Marittimo ucraino caduto in mare: è disperso, la Procura ha aperto un'inchiesta

I sub lo hanno già cercato sotto lo scafo della nave cargo. Nuove perquisizioni verranno fatte con i cinofili e con la polizia Scientifica che utilizzerà il luminol

Una veduta del porto di Porto Empedocle

I sub lo hanno cercato, sotto lo scafo della nave, per buona parte della giornata di ieri. Il procuratore capo di Agrigento, Luigi Patronaggio, ha firmato, nelle ultime ore, un decreto di perquisizione e di sequestro della grossa imbarcazione cargo, battente bandiera ucraina, che dovrebbe avvicinarsi al porto empedoclino per consentire le ispezioni con le unità cinofile e della polizia Scientifica di Palermo. Polizia che dovrebbe effettuare anche delle verifiche con il luminol. 

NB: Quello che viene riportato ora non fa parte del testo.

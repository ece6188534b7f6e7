//! `TAGMALLOC_VERIFY` mode: every mutating operation is followed by a walk.
//!
//! Verification is process-global, so it lives in its own test binary.

use std::mem::size_of;
use std::ptr;
use tagmalloc::config;
use tagmalloc::{Heap, ReservedRegion};

fn page_size() -> usize {
    unsafe { libc::sysconf(libc::_SC_PAGESIZE) as usize }
}

fn private_heap(pages: usize) -> Heap<ReservedRegion> {
    Heap::new(ReservedRegion::with_capacity(pages * page_size()))
}

// ---------------------------------------------------------------------------
// A healthy heap passes every walk
// ---------------------------------------------------------------------------

#[test]
fn clean_operations_pass_verification() {
    config::set_verify(true);
    assert!(config::verify());

    let heap = private_heap(64);
    let mut live = Vec::new();
    for i in 0..200usize {
        let p = heap.allocate(8 + i * 7).unwrap();
        live.push(p.as_ptr());
        if i % 3 == 0 {
            unsafe { heap.release(live.swap_remove(i % live.len())) };
        }
    }
    unsafe {
        let grown = heap.resize(live[0], 5000).unwrap();
        live[0] = grown;
        let z = heap.zeroed(10, 10).unwrap();
        heap.release(z.as_ptr());
        let a = heap.allocate_aligned(100, 256).unwrap();
        heap.release(a.as_ptr());
        for p in live {
            heap.release(p);
        }
    }
    let report = heap.check();
    assert!(report.is_ok(), "{}", report);
    assert_eq!(report.chunks, 1);
}

// ---------------------------------------------------------------------------
// A damaged footer aborts the next operation
// ---------------------------------------------------------------------------

#[cfg(unix)]
#[test]
fn damaged_footer_aborts_under_verification() {
    unsafe {
        let pid = libc::fork();
        assert!(pid >= 0);
        if pid == 0 {
            config::set_verify(true);
            let heap = private_heap(16);
            let a = heap.allocate(40).unwrap().as_ptr();
            let usable = heap.usable_size(a);
            // Run the payload write into the footer tag.
            ptr::write_bytes(a, 0xEE, usable + size_of::<usize>());
            // The allocation itself succeeds; the walk after it must abort.
            let _ = heap.allocate(16);
            libc::_exit(0);
        }
        let mut status = 0;
        assert_eq!(libc::waitpid(pid, &mut status, 0), pid);
        assert!(libc::WIFSIGNALED(status), "child exited normally: {}", status);
        assert_eq!(libc::WTERMSIG(status), libc::SIGABRT);
    }
}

Si cerca un marittimo ucraino disperso da due giorni. E lo stanno facendo i militari della Guardia costiera, i poliziotti del commissariato "Frontiera" di Porto Empedocle e quelli della Squadra Mobile della Questura di Agrigento. L'uomo non è più sulla nave. E' caduto in mare - su questo non ci sono dubbi - . Bisogna però appurare se sia stato spinto da qualche collega, magari anche dopo una colluttazione, o se sia scivolato perché magari ubriaco. Saranno determinanti dunque, per investigatori e inquirenti, le eventuali tracce o gli indizi che salteranno fuori da questi accertamenti mirati.

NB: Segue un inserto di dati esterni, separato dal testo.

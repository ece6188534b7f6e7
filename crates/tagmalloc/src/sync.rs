use crate::platform::sys;
use core::cell::UnsafeCell;
use core::sync::atomic::{AtomicI32, Ordering};

const UNLOCKED: i32 = 0;
const LOCKED: i32 = 1;
const CONTENDED: i32 = 2;

/// A futex-backed lock word.
/// We cannot use std::sync::Mutex because it may allocate.
pub struct RawMutex {
    state: AtomicI32,
}

impl RawMutex {
    pub const fn new() -> Self {
        Self {
            state: AtomicI32::new(UNLOCKED),
        }
    }

    #[inline]
    pub fn lock(&self) {
        // Fast path: uncontended
        if self
            .state
            .compare_exchange(UNLOCKED, LOCKED, Ordering::Acquire, Ordering::Relaxed)
            .is_ok()
        {
            return;
        }
        self.lock_slow();
    }

    #[cold]
    fn lock_slow(&self) {
        while self.state.swap(CONTENDED, Ordering::Acquire) != UNLOCKED {
            sys::futex_wait(&self.state, CONTENDED);
        }
    }

    #[inline]
    pub fn unlock(&self) {
        if self.state.swap(UNLOCKED, Ordering::Release) == CONTENDED {
            sys::futex_wake_one(&self.state);
        }
    }

    pub fn is_locked(&self) -> bool {
        self.state.load(Ordering::Relaxed) != UNLOCKED
    }
}

/// A mutex that wraps data, similar to std::sync::Mutex but allocation-free
/// and without poisoning. Not reentrant: locking twice on one thread deadlocks.
pub struct Mutex<T> {
    raw: RawMutex,
    data: UnsafeCell<T>,
}

unsafe impl<T: Send> Send for Mutex<T> {}
unsafe impl<T: Send> Sync for Mutex<T> {}

impl<T> Mutex<T> {
    pub const fn new(data: T) -> Self {
        Self {
            raw: RawMutex::new(),
            data: UnsafeCell::new(data),
        }
    }

    pub fn lock(&self) -> MutexGuard<'_, T> {
        self.raw.lock();
        MutexGuard { mutex: self }
    }

    /// Take the lock without producing a guard. Paired with
    /// [`Mutex::raw_unlock`] across the fork handlers.
    pub fn raw_lock(&self) {
        self.raw.lock();
    }

    /// # Safety
    /// The caller must own the lock, taken through [`Mutex::raw_lock`].
    pub unsafe fn raw_unlock(&self) {
        self.raw.unlock();
    }

    pub fn is_locked(&self) -> bool {
        self.raw.is_locked()
    }
}

pub struct MutexGuard<'a, T> {
    mutex: &'a Mutex<T>,
}

impl<T> core::ops::Deref for MutexGuard<'_, T> {
    type Target = T;

    fn deref(&self) -> &T {
        unsafe { &*self.mutex.data.get() }
    }
}

impl<T> core::ops::DerefMut for MutexGuard<'_, T> {
    fn deref_mut(&mut self) -> &mut T {
        unsafe { &mut *self.mutex.data.get() }
    }
}

impl<T> Drop for MutexGuard<'_, T> {
    fn drop(&mut self) {
        self.mutex.raw.unlock();
    }
}
fn main() {
    let target_os = std::env::var("CARGO_CFG_TARGET_OS").unwrap_or_default();
    let manifest_dir = std::env::var("CARGO_MANIFEST_DIR").unwrap();

    // Only the C entry points leave the shared object; everything else stays
    // local so the dynamic linker binds malloc and friends to us.
    if target_os == "linux" && std::env::var_os("CARGO_FEATURE_C_ABI").is_some() {
        let script = format!("{}/linker/version_script.lds", manifest_dir);
        println!(
            "cargo:rustc-cdylib-link-arg=-Wl,--version-script={}",
            script
        );
    }
    println!("cargo:rerun-if-changed=linker/version_script.lds");
}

L'uomo, assieme ad altri componenti dell'equipaggio, era sbarcato - grazie ad un ormeggiatore - a Porto Empedocle. Assieme agli altri colleghi, appunto, aveva fatto delle spese e poi, tutti, erano stati riportati sulla nave cargo. Una nave che, a quanto pare, dovrebbe essere di passaggio e che s'era fermata a circa 4 miglia di distanza - comunque in rada - dalla costa Empedoclina. Ad un certo punto, dopo diverse ore da quando tutti sono risaliti a bordo, è stata segnalata la scomparsa dell'uomo. I primi a mobilitarsi sono stati i militari della Capitaneria di porto che hanno chiamato, per gli atti di polizia giudiziaria, gli agenti del commissariato di polizia "Frontiera". 

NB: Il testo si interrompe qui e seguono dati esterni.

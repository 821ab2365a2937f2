//! Background services that act on the auth store without user input.

pub mod poller;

I poliziotti del "Frontiera" hanno sentito, a sommarie informazioni, tutti i membri dell'equipaggio e tutti avrebbero fornito gli stessi racconti. La cabina dell'ucraino scomparso è stata trovato in perfetto ordine: il segnale che, evidentemente, quella sera l'uomo non ha dormito nel suo letto. Ieri, appunto, sono state effettuate le ricerche con i sub, ma non è saltata fuori nessuna traccia sotto lo scafo della nave. Oggi, invece, attraverso l'utilizzo del luminol si cercherà di capire se ci sono tracce di sangue o, comunque, degli altri indizi.